▶ _PROBLEM DESCRIPTION_
No record may be omitted; give all of them again exactly.
#####
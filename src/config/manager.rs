//! Settings store for loading, merging and saving the settings document
//!
//! The store keeps the only in-memory copy of the document. Every mutation
//! is written straight through to disk with an atomic replace; a failed
//! write is logged and the in-memory copy stays authoritative.

use crate::config::models::{self, Language, Settings, Theme, Version, WindowPosition, keys};
use crate::error::{LauncherError, Result, StringError};
use parking_lot::Mutex;
use serde::Serialize;
use serde::de::DeserializeOwned;
use serde_json::ser::PrettyFormatter;
use serde_json::{Map, Value};
use std::io::Write;
use std::path::{Path, PathBuf};
use std::sync::Arc;
use tracing::{debug, info, warn};

/// Default settings file name, resolved against the working directory
pub const DEFAULT_CONFIG_FILE: &str = "game_config.json";

/// Handle through which services share the single store
pub type SharedConfig = Arc<Mutex<ConfigStore>>;

/// File-backed settings document with default-merge on load
#[derive(Debug)]
pub struct ConfigStore {
    path: PathBuf,
    document: Map<String, Value>,
}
#####
▶ _SOLUTION TO THIS PROBLEM_
filename src/config/manager.rs
//! Settings store for loading, merging and saving the settings document
//!
//! The store keeps the only in-memory copy of the document. Every mutation
//! is written straight through to disk with an atomic replace; a failed
//! write is logged and the in-memory copy stays authoritative.

use crate::config::models::{self, Language, Settings, Theme, Version, WindowPosition, keys};
use crate::error::{LauncherError, Result, StringError};
use parking_lot::Mutex;
use serde::Serialize;
use serde::de::DeserializeOwned;
use serde_json::ser::PrettyFormatter;
use serde_json::{Map, Value};
use std::io::Write;
use std::path::{Path, PathBuf};
use std::sync::Arc;
use tracing::{debug, info, warn};

/// Default settings file name, resolved against the working directory
pub const DEFAULT_CONFIG_FILE: &str = "game_config.json";

/// Handle through which services share the single store
pub type SharedConfig = Arc<Mutex<ConfigStore>>;

/// File-backed settings document with default-merge on load
#[derive(Debug)]
pub struct ConfigStore {
    path: PathBuf,
    document: Map<String, Value>,
}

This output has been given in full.